# WORK REQUEST:
Could you set down every entry below exactly as it is?

Stored data entries:
════════
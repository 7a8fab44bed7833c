//! Keyword rules that let the mock backend answer storefront questions.
//!
//! ```rust
//! use std::sync::Arc;
//!
//! use chrono::NaiveDate;
//! use gcatalog::Storefront;
//! use gcatalog::scripted::{HELP_TEXT, storefront_rules};
//! use gprovider::adapters::mock::MockProvider;
//! use gprovider::{Message, ModelRequest};
//!
//! let as_of = NaiveDate::from_ymd_opt(2026, 3, 14)
//!     .and_then(|date| date.and_hms_opt(9, 30, 0))
//!     .expect("valid timestamp");
//! let storefront = Arc::new(Storefront::demo(as_of));
//! let mock = MockProvider::new(HELP_TEXT).with_rules(storefront_rules(storefront));
//!
//! let reply = mock.reply(&ModelRequest::new("mock", vec![Message::user("Shipping cost to Europe?")]));
//! assert_eq!(reply, "Shipping cost for 1.5kg to europe: $23.74");
//! ```

use std::sync::Arc;

use gprovider::adapters::mock::{ResponseRule, Trigger};

use crate::Storefront;
use crate::tools::{storefront as shop, support};

pub const HELP_TEXT: &str = "Hello! I'm your GadgetsInc AI assistant. I can help you with:\n\n\
• Product information (smartphones, laptops, smartwatches, headphones, tablets)\n\
• Shipping cost calculations\n\
• Stock availability\n\
• Order tracking\n\
• Customer support and warranty information\n\n\
What would you like to know about?";

const DEMO_ORDER: &str = "ORD123456";

/// Ordered rules; the first one that matches and produces a reply wins.
pub fn storefront_rules(storefront: Arc<Storefront>) -> Vec<ResponseRule> {
    let mut rules = Vec::new();

    for (name, keywords) in [
        ("smartphone", &["smartphone", "phone"][..]),
        ("laptop", &["laptop"][..]),
        ("smartwatch", &["smartwatch", "watch"][..]),
        ("headphones", &["headphones"][..]),
        ("tablet", &["tablet"][..]),
    ] {
        let shared = Arc::clone(&storefront);
        rules.push(ResponseRule::new(
            format!("product:{name}"),
            Trigger::any(keywords.iter().copied()),
            move |_| shared.product_info(name),
        ));
    }

    let shared = Arc::clone(&storefront);
    rules.push(ResponseRule::new(
        "shipping-quote",
        Trigger::all(["shipping", "cost"]),
        move |text| {
            let (weight_kg, destination) = shipping_question(text);
            let cost = shared.rates.quote(weight_kg, destination)?;
            Some(format!(
                "Shipping cost for {weight_kg}kg to {destination}: {cost}"
            ))
        },
    ));

    let shared = Arc::clone(&storefront);
    rules.push(ResponseRule::new(
        "stock",
        Trigger::any(["stock", "available"]),
        move |text| {
            let key = shared.stock.keys().find(|key| text.contains(key))?;
            Some(shop::stock_status(&shared, key))
        },
    ));

    let shared = Arc::clone(&storefront);
    rules.push(ResponseRule::new(
        "track-order",
        Trigger::all(["track", "order"]),
        move |_| support::track_order(&shared, DEMO_ORDER).ok(),
    ));

    let shared = Arc::clone(&storefront);
    rules.push(ResponseRule::new(
        "warranty",
        Trigger::any(["return", "warranty"]),
        move |_| Some(support::support_info(&shared, "warranty")),
    ));

    rules.push(ResponseRule::new(
        "contact",
        Trigger::any(["support", "help", "contact"]),
        move |_| Some(support::support_info(&storefront, "contact")),
    ));

    rules
}

/// Weight and destination mentioned in a lower-cased shipping question.
/// Later matches override earlier ones.
fn shipping_question(text: &str) -> (f64, &'static str) {
    let mut destination = "domestic";
    for region in ["europe", "canada", "asia"] {
        if text.contains(region) {
            destination = region;
        }
    }

    let mut weight_kg = 1.5;
    if text.contains("2kg") || text.contains("2 kg") {
        weight_kg = 2.0;
    }
    if text.contains("3kg") || text.contains("3 kg") {
        weight_kg = 3.0;
    }

    (weight_kg, destination)
}

#[cfg(test)]
mod tests {
    use super::*;

    #[test]
    fn shipping_question_defaults_and_overrides() {
        assert_eq!(shipping_question("what does shipping cost?"), (1.5, "domestic"));
        assert_eq!(shipping_question("shipping cost 2 kg to canada"), (2.0, "canada"));
        assert_eq!(shipping_question("europe or asia, 2kg or 3kg"), (3.0, "asia"));
    }

    #[test]
    fn weight_renders_without_trailing_zeros() {
        assert_eq!(format!("{}", 2.0_f64), "2");
        assert_eq!(format!("{}", 1.5_f64), "1.5");
    }
}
════════
# WORKED SOLUTION:
repository 7a8fab44bed7833c
//! Keyword rules that let the mock backend answer storefront questions.
//!
//! ```rust
//! use std::sync::Arc;
//!
//! use chrono::NaiveDate;
//! use gcatalog::Storefront;
//! use gcatalog::scripted::{HELP_TEXT, storefront_rules};
//! use gprovider::adapters::mock::MockProvider;
//! use gprovider::{Message, ModelRequest};
//!
//! let as_of = NaiveDate::from_ymd_opt(2026, 3, 14)
//!     .and_then(|date| date.and_hms_opt(9, 30, 0))
//!     .expect("valid timestamp");
//! let storefront = Arc::new(Storefront::demo(as_of));
//! let mock = MockProvider::new(HELP_TEXT).with_rules(storefront_rules(storefront));
//!
//! let reply = mock.reply(&ModelRequest::new("mock", vec![Message::user("Shipping cost to Europe?")]));
//! assert_eq!(reply, "Shipping cost for 1.5kg to europe: $23.74");
//! ```

use std::sync::Arc;

use gprovider::adapters::mock::{ResponseRule, Trigger};

use crate::Storefront;
use crate::tools::{storefront as shop, support};

pub const HELP_TEXT: &str = "Hello! I'm your GadgetsInc AI assistant. I can help you with:\n\n\
• Product information (smartphones, laptops, smartwatches, headphones, tablets)\n\
• Shipping cost calculations\n\
• Stock availability\n\
• Order tracking\n\
• Customer support and warranty information\n\n\
What would you like to know about?";

const DEMO_ORDER: &str = "ORD123456";

/// Ordered rules; the first one that matches and produces a reply wins.
pub fn storefront_rules(storefront: Arc<Storefront>) -> Vec<ResponseRule> {
    let mut rules = Vec::new();

    for (name, keywords) in [
        ("smartphone", &["smartphone", "phone"][..]),
        ("laptop", &["laptop"][..]),
        ("smartwatch", &["smartwatch", "watch"][..]),
        ("headphones", &["headphones"][..]),
        ("tablet", &["tablet"][..]),
    ] {
        let shared = Arc::clone(&storefront);
        rules.push(ResponseRule::new(
            format!("product:{name}"),
            Trigger::any(keywords.iter().copied()),
            move |_| shared.product_info(name),
        ));
    }

    let shared = Arc::clone(&storefront);
    rules.push(ResponseRule::new(
        "shipping-quote",
        Trigger::all(["shipping", "cost"]),
        move |text| {
            let (weight_kg, destination) = shipping_question(text);
            let cost = shared.rates.quote(weight_kg, destination)?;
            Some(format!(
                "Shipping cost for {weight_kg}kg to {destination}: {cost}"
            ))
        },
    ));

    let shared = Arc::clone(&storefront);
    rules.push(ResponseRule::new(
        "stock",
        Trigger::any(["stock", "available"]),
        move |text| {
            let key = shared.stock.keys().find(|key| text.contains(key))?;
            Some(shop::stock_status(&shared, key))
        },
    ));

    let shared = Arc::clone(&storefront);
    rules.push(ResponseRule::new(
        "track-order",
        Trigger::all(["track", "order"]),
        move |_| support::track_order(&shared, DEMO_ORDER).ok(),
    ));

    let shared = Arc::clone(&storefront);
    rules.push(ResponseRule::new(
        "warranty",
        Trigger::any(["return", "warranty"]),
        move |_| Some(support::support_info(&shared, "warranty")),
    ));

    rules.push(ResponseRule::new(
        "contact",
        Trigger::any(["support", "help", "contact"]),
        move |_| Some(support::support_info(&storefront, "contact")),
    ));

    rules
}

/// Weight and destination mentioned in a lower-cased shipping question.
/// Later matches override earlier ones.
fn shipping_question(text: &str) -> (f64, &'static str) {
    let mut destination = "domestic";
    for region in ["europe", "canada", "asia"] {
        if text.contains(region) {
            destination = region;
        }
    }

    let mut weight_kg = 1.5;
    if text.contains("2kg") || text.contains("2 kg") {
        weight_kg = 2.0;
    }
    if text.contains("3kg") || text.contains("3 kg") {
        weight_kg = 3.0;
    }

    (weight_kg, destination)
}

#[cfg(test)]
mod tests {
    use super::*;

    #[test]
    fn shipping_question_defaults_and_overrides() {
        assert_eq!(shipping_question("what does shipping cost?"), (1.5, "domestic"));
        assert_eq!(shipping_question("shipping cost 2 kg to canada"), (2.0, "canada"));
        assert_eq!(shipping_question("europe or asia, 2kg or 3kg"), (3.0, "asia"));
    }

    #[test]
    fn weight_renders_without_trailing_zeros() {
        assert_eq!(format!("{}", 2.0_f64), "2");
        assert_eq!(format!("{}", 1.5_f64), "1.5");
    }
}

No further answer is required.